Zoonose: Rätselhaftes neues Coronavirus

In Saudi-Arabien und Katar haben sich drei Patienten mit einem neuen Coronavirus infiziert und wurden schwer krank. Möglicherweise sind sie nur die Spitze des Eisberges. Forscher sorgen sich nun, dass Rückkehrer aus Mekka das Virus in alle Welt tragen könnten.

Jeden Tag bekommt der Bonner Virologe Christian Drosten Anfragen aus ganz Deutschland. Wenn Rückreisende von der Pilgerfahrt nach Mekka an einer schweren Atemwegsinfektion erkranken, gehen bei vielen Ärzten die Alarmsignale an: Denn in der Region ist ein neues Coronavirus aufgetaucht, also ein Virus aus derselben Familie wie der Erreger der Sars-Infektion. Drei Männer erkrankten bisher schwer. Ein 60-Jähriger starb im Juni im saudischen Jeddah an einer Lungenentzündung und Nierenversagen, ein Patient aus Katar wird noch in London behandelt, ein weiterer hat sich nach einer Lungenentzündung wieder erholt.

Diese Fälle sind entweder die Spitze des Eisbergs und warnen vor einer Epidemie, bei der sich ein Virus unbemerkt von Mensch zu Mensch übertragen konnte. Oder alle drei haben sich unabhängig voneinander bei Tieren angesteckt. Die spärlichen Daten lassen beide Szenarien zu, betont Drosten. Bisher waren zwar alle deutschen Proben negativ, „aber wir fangen auch erst an“.

Klar ist, dass sich die ersten beiden Patienten mit einem neuen Coronavirus infiziert haben, dessen engste Verwandte unter Fledermäusen zu finden sind. Die Gensequenzen der isolierten Viren unterscheide sich in nur 99 punktuellen Erbgutveränderungen, schreiben Forscher um Ron Fouchier vom Erasmus Medical Center in Leiden im Fachblatt „mBio“. Sie gehören zur gleichen Art.

Damit gibt es nun sechs Coronaviren, die Menschen infizieren – eines davon ist Sars, vier verursachen lediglich Schnupfen.

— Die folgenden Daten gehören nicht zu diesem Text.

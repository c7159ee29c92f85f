use chrono::{DateTime, Utc};
use serde::{Deserialize, Serialize};
use serde_json::{json, Map, Value};

use crate::ids::SessionId;

/// Sports the detector knows how to track.
#[derive(Clone, Copy, Debug, PartialEq, Eq, Hash, Serialize, Deserialize)]
#[serde(rename_all = "lowercase")]
pub enum Sport {
    Basketball,
    Tennis,
    Soccer,
    Golf,
}

impl Sport {
    pub const ALL: [Sport; 4] = [Sport::Basketball, Sport::Tennis, Sport::Soccer, Sport::Golf];

    pub fn as_str(&self) -> &'static str {
        match self {
            Self::Basketball => "basketball",
            Self::Tennis => "tennis",
            Self::Soccer => "soccer",
            Self::Golf => "golf",
        }
    }
}

impl std::fmt::Display for Sport {
    fn fmt(&self, f: &mut std::fmt::Formatter<'_>) -> std::fmt::Result {
        f.write_str(self.as_str())
    }
}

impl std::str::FromStr for Sport {
    type Err = String;
    fn from_str(s: &str) -> Result<Self, Self::Err> {
        match s {
            "basketball" => Ok(Self::Basketball),
            "tennis" => Ok(Self::Tennis),
            // "football" is accepted upstream as an alias
            "soccer" | "football" => Ok(Self::Soccer),
            "golf" => Ok(Self::Golf),
            other => Err(format!("unknown sport: {other}")),
        }
    }
}

/// A tracking session as the server last reported it.
///
/// The accumulated totals are server-side values; live per-run aggregation
/// happens in [`Stats`] and is never written back into this record locally.
#[derive(Clone, Debug, Serialize, Deserialize)]
pub struct Session {
    pub id: SessionId,
    pub sport: Sport,
    pub name: String,
    #[serde(default)]
    pub description: Option<String>,
    pub target_actions: u32,
    pub created_at: DateTime<Utc>,
    #[serde(default)]
    pub active: bool,
    #[serde(default)]
    pub total_actions: u64,
    #[serde(default)]
    pub successful_actions: u64,
    #[serde(default)]
    pub average_confidence: f64,
}

/// Request body for creating a session. The server assigns the id.
#[derive(Clone, Debug, Serialize, Deserialize)]
pub struct SessionDraft {
    pub sport: Sport,
    pub name: String,
    #[serde(default, skip_serializing_if = "Option::is_none")]
    pub description: Option<String>,
    pub target_actions: u32,
}

/// Whether the detector is running for the current session.
///
/// Only `start_tracking` / `stop_tracking` may move this machine; inbound
/// events never touch it.
#[derive(Clone, Copy, Debug, Default, PartialEq, Eq, Serialize, Deserialize)]
#[serde(rename_all = "snake_case")]
pub enum TrackingState {
    #[default]
    Idle,
    Starting,
    Active,
    Stopping,
}

/// Liveness of the push-event channel.
#[derive(Clone, Copy, Debug, Default, PartialEq, Eq, Serialize, Deserialize)]
#[serde(rename_all = "snake_case")]
pub enum ConnectionState {
    #[default]
    Disconnected,
    Connecting,
    Connected,
}

/// Running aggregates over ingested detection events for one tracking run.
///
/// All four fields derive from one prior value and commit together; readers
/// never observe `total_actions` bumped while `success_rate` is stale.
#[derive(Clone, Copy, Debug, Default, PartialEq, Serialize, Deserialize)]
pub struct Stats {
    pub total_actions: u64,
    pub successful_actions: u64,
    pub success_rate: f64,
    pub average_score: f64,
}

impl Stats {
    /// Fold one detection into the aggregates, producing the next value.
    ///
    /// The incremental mean reads the *previous* total, so two events applied
    /// back-to-back each build on the other's result regardless of when any
    /// observer last looked.
    #[must_use]
    pub fn record(&self, successful: bool, confidence: f64) -> Stats {
        let total = self.total_actions + 1;
        let successes = self.successful_actions + u64::from(successful);
        Stats {
            total_actions: total,
            successful_actions: successes,
            success_rate: successes as f64 / total as f64 * 100.0,
            average_score: (self.average_score * self.total_actions as f64 + confidence)
                / total as f64,
        }
    }
}

/// Detection/feedback parameters, opaque beyond shallow-merge semantics.
///
/// Top-level keys merge wholesale: an incoming per-sport sub-map replaces the
/// existing one, it is not merged recursively. No schema validation is
/// performed on incoming keys.
#[derive(Clone, Debug, PartialEq, Serialize, Deserialize)]
#[serde(transparent)]
pub struct Settings {
    pub entries: Map<String, Value>,
}

impl Settings {
    pub fn empty() -> Self {
        Self { entries: Map::new() }
    }

    /// Shallow-merge `partial` into these settings, last write wins per key.
    pub fn merge(&mut self, partial: Map<String, Value>) {
        for (key, value) in partial {
            let _ = self.entries.insert(key, value);
        }
    }

    pub fn get(&self, key: &str) -> Option<&Value> {
        self.entries.get(key)
    }
}

impl Default for Settings {
    /// Detection defaults mirrored from the detector's own configuration.
    fn default() -> Self {
        let mut entries = Map::new();
        let _ = entries.insert("min_detection_confidence".into(), json!(0.5));
        let _ = entries.insert("min_tracking_confidence".into(), json!(0.5));
        let _ = entries.insert("feedback_enabled".into(), json!(true));
        let _ = entries.insert(
            "sport_configs".into(),
            json!({
                "basketball": { "shot_detection_threshold": 0.8 },
                "tennis": { "serve_detection_threshold": 0.7 },
                "soccer": { "kick_detection_threshold": 0.6 },
                "golf": { "swing_detection_threshold": 0.8 },
            }),
        );
        Self { entries }
    }
}
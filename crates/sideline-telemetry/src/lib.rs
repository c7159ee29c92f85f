use tracing::Level;
use tracing_subscriber::EnvFilter;

/// Configuration for the tracing subscriber.
#[derive(Clone, Debug)]
pub struct TelemetryConfig {
    /// Default log level. Overridden by RUST_LOG env var.
    pub log_level: Level,
    /// Per-module level overrides (e.g. "sideline_channel" => DEBUG).
    pub module_levels: Vec<(String, Level)>,
    /// Emit JSON lines instead of the human-readable format.
    pub json: bool,
}

impl Default for TelemetryConfig {
    fn default() -> Self {
        Self {
            log_level: Level::INFO,
            module_levels: Vec::new(),
            json: false,
        }
    }
}

/// Build the filter directive string from a config ("info,sideline_channel=debug").
fn filter_directives(config: &TelemetryConfig) -> String {
    let mut directives = config.log_level.to_string().to_lowercase();
    for (module, level) in &config.module_levels {
        directives.push_str(&format!(",{}={}", module, level.to_string().to_lowercase()));
    }
    directives
}

/// Initialize the tracing subscriber. Call once at startup.
pub fn init_telemetry(config: &TelemetryConfig) {
    let env_filter = EnvFilter::try_from_default_env()
        .unwrap_or_else(|_| EnvFilter::new(filter_directives(config)));

    let builder = tracing_subscriber::fmt()
        .with_env_filter(env_filter)
        .with_target(true);

    if config.json {
        builder.json().init();
    } else {
        builder.init();
    }
}

#[cfg(test)]
mod tests {
    use super::*;

    #[test]
    fn default_directives_are_info() {
        let config = TelemetryConfig::default();
        assert_eq!(filter_directives(&config), "info");
    }

    #[test]
    fn module_overrides_append_directives() {
        let config = TelemetryConfig {
            log_level: Level::WARN,
            module_levels: vec![
                ("sideline_channel".into(), Level::DEBUG),
                ("sideline_store".into(), Level::TRACE),
            ],
            json: false,
        };
        assert_eq!(
            filter_directives(&config),
            "warn,sideline_channel=debug,sideline_store=trace"
        );
    }
}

Wie gefährlich das neue Virus ist, ist nicht bekannt. „Nur Schwerkranke kommen ins Krankenhaus. Und nur ein Bruchteil wird getestet“, sagt Drosten. In den betroffenen Ländern müsse deshalb aktiv nach Fällen gesucht werden – auch rückblickend, denn im April 2012 gab es in Jordanien einen Ausbruch schwerer Atemwegserkrankungen.

„99 Mutationen in so kurzer Zeit wären für ein zirkulierendes Virus recht viel“, sagt Drosten. Das könne auf ein Tierreservoir mit einer großen genetischen Vielfalt hindeuten. Oder das Virus müsse sich erst an den neuen Wirt „Mensch“ anpassen und sei deshalb in einer instabilen Phase. Ähnliches habe man bei frühen Sars-Fällen gesehen.